### Assignment
Search the entries below for the word "parts" and copy each line that has it.

══════════

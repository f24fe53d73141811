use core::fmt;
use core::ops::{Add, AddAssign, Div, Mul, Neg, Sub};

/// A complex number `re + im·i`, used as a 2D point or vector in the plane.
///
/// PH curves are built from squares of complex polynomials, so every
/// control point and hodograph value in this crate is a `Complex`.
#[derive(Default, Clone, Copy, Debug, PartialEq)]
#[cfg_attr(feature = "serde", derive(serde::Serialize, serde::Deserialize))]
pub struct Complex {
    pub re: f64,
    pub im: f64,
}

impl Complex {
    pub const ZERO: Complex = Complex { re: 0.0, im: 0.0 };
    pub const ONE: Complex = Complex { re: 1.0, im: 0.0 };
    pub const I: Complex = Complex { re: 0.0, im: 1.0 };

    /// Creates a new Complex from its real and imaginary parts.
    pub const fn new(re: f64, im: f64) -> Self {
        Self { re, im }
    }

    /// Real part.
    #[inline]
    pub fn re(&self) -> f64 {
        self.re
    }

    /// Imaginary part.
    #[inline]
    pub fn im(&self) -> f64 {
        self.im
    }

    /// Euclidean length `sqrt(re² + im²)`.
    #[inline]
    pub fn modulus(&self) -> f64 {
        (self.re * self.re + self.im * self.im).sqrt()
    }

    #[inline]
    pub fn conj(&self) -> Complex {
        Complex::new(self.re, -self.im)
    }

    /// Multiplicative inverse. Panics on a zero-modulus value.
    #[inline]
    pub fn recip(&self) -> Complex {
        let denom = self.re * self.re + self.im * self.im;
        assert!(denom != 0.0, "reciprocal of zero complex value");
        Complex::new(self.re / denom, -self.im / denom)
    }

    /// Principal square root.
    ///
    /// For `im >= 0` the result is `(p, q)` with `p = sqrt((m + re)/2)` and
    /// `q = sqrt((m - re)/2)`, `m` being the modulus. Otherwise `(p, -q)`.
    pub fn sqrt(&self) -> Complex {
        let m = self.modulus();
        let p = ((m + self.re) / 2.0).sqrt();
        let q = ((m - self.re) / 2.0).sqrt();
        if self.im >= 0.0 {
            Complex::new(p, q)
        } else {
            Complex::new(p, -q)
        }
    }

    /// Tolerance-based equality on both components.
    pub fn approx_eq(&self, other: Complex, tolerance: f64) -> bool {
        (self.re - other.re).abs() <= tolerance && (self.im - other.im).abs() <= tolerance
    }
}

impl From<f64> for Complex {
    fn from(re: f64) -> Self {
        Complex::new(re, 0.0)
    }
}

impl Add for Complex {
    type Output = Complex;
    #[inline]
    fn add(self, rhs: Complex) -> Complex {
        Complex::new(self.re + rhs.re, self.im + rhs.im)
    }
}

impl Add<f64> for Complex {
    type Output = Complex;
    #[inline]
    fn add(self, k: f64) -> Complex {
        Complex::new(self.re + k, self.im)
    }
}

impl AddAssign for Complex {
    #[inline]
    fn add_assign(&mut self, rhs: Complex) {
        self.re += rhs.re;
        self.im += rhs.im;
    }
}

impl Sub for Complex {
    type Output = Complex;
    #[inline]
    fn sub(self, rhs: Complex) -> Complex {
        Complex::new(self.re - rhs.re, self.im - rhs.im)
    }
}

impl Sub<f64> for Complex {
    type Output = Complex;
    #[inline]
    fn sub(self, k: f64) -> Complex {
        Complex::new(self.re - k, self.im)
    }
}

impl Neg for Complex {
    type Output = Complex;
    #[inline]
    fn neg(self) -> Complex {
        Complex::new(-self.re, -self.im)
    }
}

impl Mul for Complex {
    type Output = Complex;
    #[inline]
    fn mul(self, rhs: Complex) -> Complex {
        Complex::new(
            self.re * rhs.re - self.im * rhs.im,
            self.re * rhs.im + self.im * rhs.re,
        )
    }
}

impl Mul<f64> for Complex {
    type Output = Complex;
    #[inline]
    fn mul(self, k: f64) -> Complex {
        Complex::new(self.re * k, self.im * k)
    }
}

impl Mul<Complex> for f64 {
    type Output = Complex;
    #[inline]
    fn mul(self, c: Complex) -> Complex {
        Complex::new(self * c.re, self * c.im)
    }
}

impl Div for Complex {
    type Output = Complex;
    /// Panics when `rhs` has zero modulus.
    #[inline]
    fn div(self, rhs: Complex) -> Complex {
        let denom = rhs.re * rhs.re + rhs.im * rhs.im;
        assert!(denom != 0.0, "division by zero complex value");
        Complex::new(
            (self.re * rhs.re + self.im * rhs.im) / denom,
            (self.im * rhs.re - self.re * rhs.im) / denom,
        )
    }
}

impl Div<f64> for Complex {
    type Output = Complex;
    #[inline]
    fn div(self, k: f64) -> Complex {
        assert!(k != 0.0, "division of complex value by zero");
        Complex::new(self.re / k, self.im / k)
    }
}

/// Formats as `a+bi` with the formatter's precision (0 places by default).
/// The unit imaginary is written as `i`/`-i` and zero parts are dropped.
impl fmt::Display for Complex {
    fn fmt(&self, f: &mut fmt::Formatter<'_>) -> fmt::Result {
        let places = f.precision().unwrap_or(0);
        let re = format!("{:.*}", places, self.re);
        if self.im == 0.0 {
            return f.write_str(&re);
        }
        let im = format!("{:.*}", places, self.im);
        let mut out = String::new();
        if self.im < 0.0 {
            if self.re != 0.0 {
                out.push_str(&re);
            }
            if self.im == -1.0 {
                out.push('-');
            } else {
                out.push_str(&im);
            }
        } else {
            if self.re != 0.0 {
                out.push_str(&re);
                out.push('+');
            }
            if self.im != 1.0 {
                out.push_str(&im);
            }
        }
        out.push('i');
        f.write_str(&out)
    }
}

══════════

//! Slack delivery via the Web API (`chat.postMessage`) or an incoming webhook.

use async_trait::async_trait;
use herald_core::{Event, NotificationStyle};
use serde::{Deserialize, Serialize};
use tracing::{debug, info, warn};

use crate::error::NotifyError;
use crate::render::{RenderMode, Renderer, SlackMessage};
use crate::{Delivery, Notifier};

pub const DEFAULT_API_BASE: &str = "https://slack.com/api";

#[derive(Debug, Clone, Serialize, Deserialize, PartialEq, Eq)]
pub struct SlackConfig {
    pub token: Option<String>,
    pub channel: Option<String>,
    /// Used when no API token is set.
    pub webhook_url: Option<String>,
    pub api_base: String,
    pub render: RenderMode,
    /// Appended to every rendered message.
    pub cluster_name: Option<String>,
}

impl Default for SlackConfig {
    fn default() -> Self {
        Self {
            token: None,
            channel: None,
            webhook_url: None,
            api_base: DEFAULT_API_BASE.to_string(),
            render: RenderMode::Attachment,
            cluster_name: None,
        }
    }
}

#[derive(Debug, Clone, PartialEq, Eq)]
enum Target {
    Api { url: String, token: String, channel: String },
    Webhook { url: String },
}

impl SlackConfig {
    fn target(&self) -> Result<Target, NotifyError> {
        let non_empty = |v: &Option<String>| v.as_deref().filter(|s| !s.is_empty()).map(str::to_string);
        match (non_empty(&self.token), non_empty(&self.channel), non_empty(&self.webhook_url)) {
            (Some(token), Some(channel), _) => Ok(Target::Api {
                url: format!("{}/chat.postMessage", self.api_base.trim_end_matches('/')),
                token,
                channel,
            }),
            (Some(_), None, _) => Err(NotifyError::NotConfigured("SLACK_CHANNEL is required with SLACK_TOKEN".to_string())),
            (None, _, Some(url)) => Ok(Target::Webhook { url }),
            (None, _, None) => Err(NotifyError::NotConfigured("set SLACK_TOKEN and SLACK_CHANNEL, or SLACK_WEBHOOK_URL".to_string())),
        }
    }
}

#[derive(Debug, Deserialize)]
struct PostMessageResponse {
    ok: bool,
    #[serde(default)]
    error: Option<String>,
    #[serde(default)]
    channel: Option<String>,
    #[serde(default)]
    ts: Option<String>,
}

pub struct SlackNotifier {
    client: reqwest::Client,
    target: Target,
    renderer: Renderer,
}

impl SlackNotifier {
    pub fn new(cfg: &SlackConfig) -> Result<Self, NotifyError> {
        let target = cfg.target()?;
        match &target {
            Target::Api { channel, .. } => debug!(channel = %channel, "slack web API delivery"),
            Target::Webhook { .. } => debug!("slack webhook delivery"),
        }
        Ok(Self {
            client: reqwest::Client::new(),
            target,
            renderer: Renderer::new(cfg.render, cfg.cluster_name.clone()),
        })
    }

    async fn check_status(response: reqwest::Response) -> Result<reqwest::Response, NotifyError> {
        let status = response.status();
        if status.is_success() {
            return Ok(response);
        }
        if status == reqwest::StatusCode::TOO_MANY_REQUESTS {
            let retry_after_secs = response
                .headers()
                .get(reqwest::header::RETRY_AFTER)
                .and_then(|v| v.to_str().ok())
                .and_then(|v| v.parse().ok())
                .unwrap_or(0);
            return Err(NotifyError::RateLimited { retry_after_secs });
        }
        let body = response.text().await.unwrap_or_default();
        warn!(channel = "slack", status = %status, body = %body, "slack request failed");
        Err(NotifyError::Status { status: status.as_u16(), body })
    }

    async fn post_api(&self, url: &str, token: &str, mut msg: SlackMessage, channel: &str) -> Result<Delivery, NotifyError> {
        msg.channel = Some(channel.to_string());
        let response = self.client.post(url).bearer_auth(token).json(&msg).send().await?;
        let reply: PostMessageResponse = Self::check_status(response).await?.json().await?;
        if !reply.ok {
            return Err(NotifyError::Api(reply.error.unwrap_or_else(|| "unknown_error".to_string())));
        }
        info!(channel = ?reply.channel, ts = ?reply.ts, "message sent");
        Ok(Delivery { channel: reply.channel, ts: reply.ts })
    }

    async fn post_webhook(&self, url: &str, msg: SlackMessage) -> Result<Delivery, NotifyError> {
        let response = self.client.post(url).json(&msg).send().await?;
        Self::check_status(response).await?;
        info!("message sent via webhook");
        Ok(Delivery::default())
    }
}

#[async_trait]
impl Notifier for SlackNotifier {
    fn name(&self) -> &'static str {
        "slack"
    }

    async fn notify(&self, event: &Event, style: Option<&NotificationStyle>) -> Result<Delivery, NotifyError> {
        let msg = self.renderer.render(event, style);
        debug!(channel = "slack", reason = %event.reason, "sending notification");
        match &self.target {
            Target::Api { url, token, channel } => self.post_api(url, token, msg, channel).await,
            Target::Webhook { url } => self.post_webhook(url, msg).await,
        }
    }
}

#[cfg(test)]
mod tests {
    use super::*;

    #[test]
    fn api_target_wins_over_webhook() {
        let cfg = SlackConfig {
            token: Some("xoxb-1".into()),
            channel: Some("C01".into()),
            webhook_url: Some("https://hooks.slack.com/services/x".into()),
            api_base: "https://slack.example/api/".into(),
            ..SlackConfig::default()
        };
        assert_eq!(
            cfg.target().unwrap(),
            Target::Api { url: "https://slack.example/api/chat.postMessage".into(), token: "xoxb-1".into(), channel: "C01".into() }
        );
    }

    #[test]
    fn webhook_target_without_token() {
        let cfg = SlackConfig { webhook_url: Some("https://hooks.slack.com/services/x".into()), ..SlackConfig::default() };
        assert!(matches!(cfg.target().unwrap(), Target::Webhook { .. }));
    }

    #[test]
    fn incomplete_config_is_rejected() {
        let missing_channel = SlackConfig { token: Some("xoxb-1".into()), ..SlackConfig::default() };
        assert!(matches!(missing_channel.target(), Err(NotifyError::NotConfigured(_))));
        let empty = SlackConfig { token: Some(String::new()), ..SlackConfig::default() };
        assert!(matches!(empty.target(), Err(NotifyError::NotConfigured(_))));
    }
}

══════════

### Answer
    /// Creates a new Complex from its real and imaginary parts.
/// The unit imaginary is written as `i`/`-i` and zero parts are dropped.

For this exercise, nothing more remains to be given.